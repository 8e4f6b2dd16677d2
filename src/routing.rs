use {
    crate::{
        KeyHash, KeySpace,
        hash::{EntryKeyConverter, Utf8KeyConverter},
        node::{Node, NodeAddress, NodeState, Nodes, ServerNode},
    },
    arc_swap::{ArcSwap, ArcSwapOption},
    parking_lot::Mutex,
    std::{
        fmt,
        sync::{
            Arc,
            atomic::{AtomicU64, Ordering},
        },
    },
    tracing::debug,
};

/// Ordered list of server nodes applicable to a single key space slot.
///
/// Immutable once created; tagged with the routing version that was current
/// when it was computed.
#[derive(Debug)]
pub struct NodesForKey {
    version: u64,
    nodes: Vec<Arc<ServerNode>>,
}

impl NodesForKey {
    pub(crate) fn new(version: u64, nodes: Vec<Arc<ServerNode>>) -> Self {
        Self { version, nodes }
    }

    /// No nodes for the key.
    pub fn empty(version: u64) -> Self {
        Self::new(version, Vec::new())
    }

    pub fn version(&self) -> u64 {
        self.version
    }

    pub fn len(&self) -> usize {
        self.nodes.len()
    }

    pub fn is_empty(&self) -> bool {
        self.nodes.is_empty()
    }

    pub fn node(&self, index: usize) -> Option<&Arc<ServerNode>> {
        self.nodes.get(index)
    }

    pub fn iter(&self) -> impl Iterator<Item = &Arc<ServerNode>> {
        self.nodes.iter()
    }

    pub fn as_slice(&self) -> &[Arc<ServerNode>] {
        &self.nodes
    }
}

impl fmt::Display for NodesForKey {
    fn fmt(&self, f: &mut fmt::Formatter<'_>) -> fmt::Result {
        write!(f, "[v{}:", self.version)?;
        for (i, node) in self.nodes.iter().enumerate() {
            let sep = if i == 0 { "" } else { "," };
            write!(f, "{sep}{}", node.address())?;
        }
        write!(f, "]")
    }
}

/// Client-side view of the cluster.
///
/// Tracks known server nodes and resolves keys into ordered lists of nodes
/// to contact. Resolved lists are cached per key space slot and invalidated
/// wholesale by bumping a version counter whenever routing relevant node
/// state (ranges or the disabled flag) changes.
///
/// Mutations are serialized by a lock; lookups never block.
pub struct RoutingTable<C: EntryKeyConverter = Utf8KeyConverter> {
    keyspace: KeySpace,
    converter: C,

    /// Known nodes, only accessed by writers.
    nodes: Mutex<Nodes<ServerNode>>,

    /// Copy of the known nodes, replaced on every membership change.
    snapshot: ArcSwap<Vec<Arc<ServerNode>>>,

    /// Routing version, starts at 1 and only ever increases.
    version: AtomicU64,

    /// Lazily computed node lists, one slot per key space slot.
    routing: Box<[ArcSwapOption<NodesForKey>]>,
}

impl<C: EntryKeyConverter> RoutingTable<C> {
    pub fn new(keyspace: KeySpace, converter: C) -> Self {
        let routing = (0..keyspace.length())
            .map(|_| ArcSwapOption::empty())
            .collect::<Vec<_>>()
            .into_boxed_slice();
        Self {
            keyspace,
            converter,
            nodes: Mutex::new(Nodes::new()),
            snapshot: ArcSwap::from_pointee(Vec::new()),
            version: AtomicU64::new(1),
            routing,
        }
    }

    pub fn keyspace(&self) -> KeySpace {
        self.keyspace
    }

    pub fn converter(&self) -> &C {
        &self.converter
    }

    /// Current routing version.
    pub fn version(&self) -> u64 {
        self.version.load(Ordering::Acquire)
    }

    /// Number of known server nodes.
    pub fn server_count(&self) -> usize {
        self.snapshot.load().len()
    }

    /// Known server nodes, in order of discovery.
    pub fn nodes(&self) -> Vec<Arc<ServerNode>> {
        Vec::clone(&self.snapshot.load())
    }

    /// Known server node with given address.
    pub fn node(&self, address: &NodeAddress) -> Option<Arc<ServerNode>> {
        self.snapshot
            .load()
            .iter()
            .find(|n| n.address() == address)
            .cloned()
    }

    /// Hashes the key into the key space.
    pub fn hash(&self, key: &C::Key) -> KeyHash {
        self.keyspace.hash(self.converter.routing_hash(key))
    }

    /// Nodes to contact for the key, in order of preference.
    pub fn get_nodes_for(&self, key: &C::Key) -> Arc<NodesForKey> {
        self.get_nodes_for_hash(self.hash(key))
    }

    /// Nodes whose total range contains the hash, closest enabled nodes
    /// first, disabled nodes last.
    pub fn get_nodes_for_hash(&self, hash: KeyHash) -> Arc<NodesForKey> {
        // Version must be read before the nodes, so that a concurrent update
        // can only make the result look older than it is.
        let version = self.version();
        let slot = &self.routing[(hash.modulo_hash() % self.keyspace.length()) as usize];
        let current = slot.load_full();
        if let Some(nodes) = &current
            && nodes.version == version
        {
            return Arc::clone(nodes);
        }

        let fresh = Arc::new(self.compute_nodes(version, hash));
        // Losing the race is fine: the winner computed the same (or a fresher)
        // list.
        slot.compare_and_swap(&current, Some(Arc::clone(&fresh)));
        fresh
    }

    /// Records state received directly from the node at `address`.
    ///
    /// Creates the node if not yet known. Returns `true` if routing changed.
    pub fn update_direct_state(
        &self,
        address: &NodeAddress,
        state: &NodeState,
        request_time: u64,
        response_time: u64,
        cluster_update: u64,
    ) -> bool {
        let mut nodes = self.nodes.lock();
        let (node, changed) = match nodes.get(address) {
            Some(node) => {
                let node = Arc::clone(node);
                let changed = Self::apply_state(&node, state);
                (node, changed)
            }
            None => {
                let node = self.create_node(&mut nodes, address.clone(), state);
                (node, true)
            }
        };
        node.set_last_request_sent(request_time);
        node.set_last_response_received(response_time);
        node.set_last_node_update_fetched(state.last_updated);
        node.set_last_cluster_update_fetched(cluster_update);

        if changed {
            self.invalidate();
        }
        changed
    }

    /// Records state of a node, as reported by another node `by_node`.
    ///
    /// Local references (e.g. `localhost`) are resolved against the address
    /// of the reporting node. Stale reports, no newer than what is already
    /// known, are ignored. Returns `true` if routing changed.
    pub fn update_indirect_state(&self, by_node: &NodeAddress, state: &NodeState) -> bool {
        let address = if state.address.is_local_reference() {
            by_node.with_port(state.address.port())
        } else {
            state.address.clone()
        };

        let mut nodes = self.nodes.lock();
        let changed = match nodes.get(&address) {
            Some(node) => {
                if state.last_updated <= node.last_node_update_fetched() {
                    return false;
                }
                node.set_last_node_update_fetched(state.last_updated);
                Self::apply_state(node, state)
            }
            None => {
                let node = self.create_node(&mut nodes, address, state);
                node.set_last_node_update_fetched(state.last_updated);
                true
            }
        };

        if changed {
            self.invalidate();
        }
        changed
    }

    /// Records the cluster update timestamp a node advertised on a regular
    /// entry response. Returns `true` if the node's known timestamp changed.
    pub fn update_cluster_hint(
        &self,
        address: &NodeAddress,
        request_time: u64,
        response_time: u64,
        cluster_update: u64,
    ) -> bool {
        let nodes = self.nodes.lock();
        nodes.get(address).is_some_and(|node| {
            node.update_last_cluster_update_available(request_time, response_time, cluster_update)
        })
    }

    /// Forgets the node at `address`. Returns `true` if the node was known.
    pub fn remove_node(&self, address: &NodeAddress) -> bool {
        let mut nodes = self.nodes.lock();
        if nodes.remove(address).is_none() {
            return false;
        }
        self.snapshot.store(Arc::new(nodes.snapshot()));
        debug!(%address, "server node removed");
        self.invalidate();
        true
    }

    /// Number of key space slots covered by the total ranges of known nodes.
    pub fn coverage(&self) -> u32 {
        let ranges: Vec<_> = self.snapshot.load().iter().map(|n| n.total_range()).collect();
        self.keyspace.coverage(&ranges)
    }

    /// Whether every slot of the key space is covered by some node.
    pub fn is_fully_available(&self) -> bool {
        self.coverage() == self.keyspace.length()
    }

    fn compute_nodes(&self, version: u64, hash: KeyHash) -> NodesForKey {
        let snapshot = self.snapshot.load();
        let mut matching: Vec<_> = snapshot
            .iter()
            .filter(|n| n.total_range().contains(hash))
            .cloned()
            .collect();
        if matching.is_empty() {
            return NodesForKey::empty(version);
        }
        // Stable: ties keep discovery order.
        matching.sort_by_cached_key(|n| n.sorting_distance(hash));
        NodesForKey::new(version, matching)
    }

    fn create_node(
        &self,
        nodes: &mut Nodes<ServerNode>,
        address: NodeAddress,
        state: &NodeState,
    ) -> Arc<ServerNode> {
        let node = Arc::new(ServerNode::new(address, state.range_active, state.range_passive));
        node.update_disabled(state.disabled);
        nodes.insert(Arc::clone(&node));
        self.snapshot.store(Arc::new(nodes.snapshot()));
        debug!(address = %node.address(), ranges = ?node.ranges(), "server node added");
        node
    }

    /// Returns `true` if ranges or the disabled flag changed.
    fn apply_state(node: &ServerNode, state: &NodeState) -> bool {
        let ranges_changed = node.update_ranges(state.range_active, state.range_passive);
        let disabled_changed = node.update_disabled(state.disabled);
        ranges_changed || disabled_changed
    }

    fn invalidate(&self) {
        let version = self.version.fetch_add(1, Ordering::AcqRel) + 1;
        debug!(version, "routing invalidated");
    }
}

impl<C: EntryKeyConverter> fmt::Debug for RoutingTable<C> {
    fn fmt(&self, f: &mut fmt::Formatter<'_>) -> fmt::Result {
        f.debug_struct("RoutingTable")
            .field("keyspace", &self.keyspace)
            .field("version", &self.version())
            .field("servers", &self.server_count())
            .finish()
    }
}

* * *

TASK TO CARRY OUT →
On how many lines of the listing does the string "lists" occur? Give the number by itself.

EXERCISE RESPONSE →
3